Protest calls for greater accountability in long-term care
Posted: October 5, 2021
(October 4, 2021)
By: Jennifer Hamilton-McCharles, Northern News
Henri Giroux, a member of the North Bay Health Coalition, speaks to media and supporters during a small rally, Monday, outside Nipissing MPP Vic Fedeli’s office. Jennifer Hamilton-McCharles/The Nugget
COVID-19 opened the country’s eyes to the problems in long-term care homes, but those problems have been there for many years, says Henri Giroux.
Giroux, a member of the North Bay Health Coalition, held a protest outside Nipissing MPP Vic Fedeli’s office Monday at noon to announce the ‘Rise Up for LTC’ campaign.
“These demands are clear and the coalition will not accept any more empty words and broken promises,” Giroux told a small crowd of union workers and area residents.
“We need immediate action to fast-track increases in care levels and staffing to meet residents’ care needs,” he said.

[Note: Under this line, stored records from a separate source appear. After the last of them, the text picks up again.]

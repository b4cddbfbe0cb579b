use crate::error::BusError;
use futures::Stream;

/// `StreamParser`s are capable of parsing the input messages from a given stream protocol
/// (eg/ WebSocket, delimited batch file, FIX, etc.) and deserialising into an `Output`.
///
/// Feed Normalizers (§4.2) implement this to bridge raw source-specific transport into the
/// generic [`crate::Transformer`] pipeline that produces canonical events.
pub trait StreamParser<Output> {
    type Stream: Stream;
    type Message;
    type Error;

    fn parse(input: Result<Self::Message, Self::Error>) -> Option<Result<Output, BusError>>;
}
use derive_more::Display;
use serde::Serialize;
use smol_str::{SmolStr, StrExt};
use std::borrow::Borrow;

/// Normalised uppercase `SmolStr` representation of a [`SecurityIdentifier`](super::identifier::SecurityIdentifier)
/// value (RIC, ISIN, CUSIP, SEDOL, ...).
///
/// Source feeds are inconsistent about casing (eg/ `vod.l` vs `VOD.L`); normalising at
/// construction keeps `findByExternal` lookups (§4.3) stable regardless of source formatting.
#[derive(Debug, Clone, Eq, PartialEq, Ord, PartialOrd, Hash, Serialize, Display)]
pub struct IdentifierValue(SmolStr);

impl IdentifierValue {
    pub fn new<S>(value: S) -> Self
    where
        S: Into<SmolStr>,
    {
        let value = value.into();
        if value.chars().all(char::is_uppercase) {
            Self(value)
        } else {
            Self(value.to_uppercase_smolstr())
        }
    }

    pub fn as_str(&self) -> &str {
        &self.0
    }
}

impl From<&str> for IdentifierValue {
    fn from(value: &str) -> Self {
        Self::new(value)
    }
}

impl From<String> for IdentifierValue {
    fn from(value: String) -> Self {
        Self::new(value)
    }
}

impl Borrow<str> for IdentifierValue {
    fn borrow(&self) -> &str {
        self.0.borrow()
    }
}

impl AsRef<str> for IdentifierValue {
    fn as_ref(&self) -> &str {
        self.0.as_ref()
    }
}

impl<'de> serde::de::Deserialize<'de> for IdentifierValue {
    fn deserialize<D>(deserializer: D) -> Result<Self, D::Error>
    where
        D: serde::de::Deserializer<'de>,
    {
        let value = std::borrow::Cow::<'de, str>::deserialize(deserializer)?;
        Ok(IdentifierValue::new(value))
    }
}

“People are tired, long-term care homes need more staff to work. We have been pushing since 2003 to get four hours of care per resident. (Former premier Mike) Harris took it out in 1996, then we pushed for it when (Nipissing MPP Monique) Smith was running in 2003. She said the government would look at it and it never happened, and it still hasn’t happened.”
Giroux said now, the Ford government says it will happen in 2025, “but we can’t wait. We need it now.”

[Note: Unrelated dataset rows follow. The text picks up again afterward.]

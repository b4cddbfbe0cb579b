use crate::key::InventoryKey;
use chrono::{DateTime, Utc};
use ims_rules::RuleId;
use rust_decimal::Decimal;
use serde::{Deserialize, Serialize};
use smol_str::SmolStr;

/// Borrow-desirability classification (§3): general collateral vs. hard-to-borrow.
#[derive(Debug, Copy, Clone, Eq, PartialEq, Deserialize, Serialize)]
#[serde(rename_all = "snake_case")]
pub enum Temperature {
    Gc,
    Htb,
}

#[derive(Debug, Copy, Clone, Eq, PartialEq, Deserialize, Serialize)]
#[serde(rename_all = "snake_case")]
pub enum InventoryStatus {
    /// Computed from a matching rule.
    Computed,
    /// No active rule matched; the security is excluded from this calculation type.
    NoMatchingRule,
    /// An externally-sourced override (eg/ Ultumus basket-level availability) superseded the
    /// rule-computed value.
    ExternalOverride,
}

/// One versioned availability record (§3), keyed by [`InventoryKey`]. `available ≥ 0` and
/// `available + reserved + decrement ≤ gross` are invariants the [`crate::calculator`] upholds on
/// every write, never just checked after the fact.
#[derive(Debug, Clone, PartialEq, Deserialize, Serialize)]
pub struct InventoryAvailability {
    pub key: InventoryKey,
    pub gross: Decimal,
    pub net: Decimal,
    pub available: Decimal,
    pub reserved: Decimal,
    pub decrement: Decimal,
    pub temperature: Temperature,
    pub borrow_rate: Decimal,
    pub rule_id: Option<RuleId>,
    pub rule_version: Option<u32>,
    pub external_source: Option<SmolStr>,
    pub status: InventoryStatus,
    pub version: u64,
    pub updated_at: DateTime<Utc>,
}

impl InventoryAvailability {
    /// Checks the invariants this record must hold at every observable moment (§8).
    pub fn invariants_hold(&self) -> bool {
        self.available >= Decimal::ZERO
            && self.available + self.reserved + self.decrement <= self.gross
    }
}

Another demand is the enforcement of care standards through the reinstatement of annual surprise inspections, as well as accountability through fines and the loss of license for repeated non-compliance.

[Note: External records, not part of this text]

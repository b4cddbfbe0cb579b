/// The operator CLI surface (§6): `reprocess-batch`, `reload-rules`, `snapshot-now`,
/// `replay-from`, and a `health` command polling every component's [`ims_metrics::HealthCheck`].
use clap::{Parser, Subcommand};
use ims_data::source::SourceTag;

#[derive(Debug, Parser)]
#[command(name = "ims", about = "Inventory Management System operator CLI")]
pub struct Cli {
    /// Path to the system's TOML configuration file.
    #[arg(long, default_value = "ims.toml")]
    pub config: String,

    #[command(subcommand)]
    pub command: Command,
}

#[derive(Debug, Subcommand)]
pub enum Command {
    /// Re-runs a previously failed batch of raw feed lines through its source normalizer.
    ReprocessBatch {
        /// Source the batch originated from.
        #[arg(long, value_parser = parse_source)]
        source: SourceTag,

        /// Batch identifier, as recorded when the batch originally failed.
        batch_id: String,

        /// Path to a file containing one raw feed line per line.
        file: String,
    },

    /// Invalidates every cached Rule Engine selection so the next recompute re-selects rules.
    ReloadRules,

    /// Forces an immediate Position Engine checkpoint at the given bus offset.
    SnapshotNow {
        /// Bus offset to checkpoint against.
        offset: u64,
    },

    /// Replays every Position Engine event on the bus at or after the given offset.
    ReplayFrom {
        /// Offset to resume replay from.
        offset: u64,
    },

    /// Polls every component's health check and prints the aggregate report.
    Health,
}

fn parse_source(raw: &str) -> Result<SourceTag, String> {
    match raw {
        "reuters" => Ok(SourceTag::Reuters),
        "bloomberg" => Ok(SourceTag::Bloomberg),
        "markit" => Ok(SourceTag::MarkIt),
        "ultumus" => Ok(SourceTag::Ultumus),
        "rimes" => Ok(SourceTag::Rimes),
        "trade-contract" => Ok(SourceTag::TradeContract),
        other => Err(format!(
            "unknown source '{other}' (expected one of: reuters, bloomberg, markit, ultumus, rimes, trade-contract)"
        )),
    }
}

“We also need to end for-profit long-term care and ensure human rights of long-term care residents are upheld, including an end of unlawful detention, isolation and ensure full access to caregivers and families,” Giroux said.
He said health coalitions in North Bay and Ontario will push for these demands over the next year.
“COVID opened people’s eyes to the problems within long-term care, but these problems were here well before the pandemic hit. The difference is that only those people who had loved ones in long-term care knew about it. This has now opened many people’s eyes.”
A protest calling for greater accountability in long-term care is held outside Nipissing MPP Vic Fedeli’s office in North Bay, Monday. Jennifer Hamilton-McCharles/The Nugget
Mike Taylor, one of the speakers at the rally, knows the gaps in long-term care, which is why he is doing everything he can to keep his parents living in their own home.
“I feel it’s an obligation of mine to advocate for those who can’t advocate, and a lot of our seniors can’t do that for themselves. Whether or not our parents are in long-term care facilities, we still have a responsibility,” he said.
“Our seniors are our most vulnerable sector and we need to look after them.”
Taylor says the system needs a complete overhaul and would like to see senior’s care put into the Canadian Health Accord.
He said having the federal government take an active roll to ensure the same standards of care across the country would provide accountability.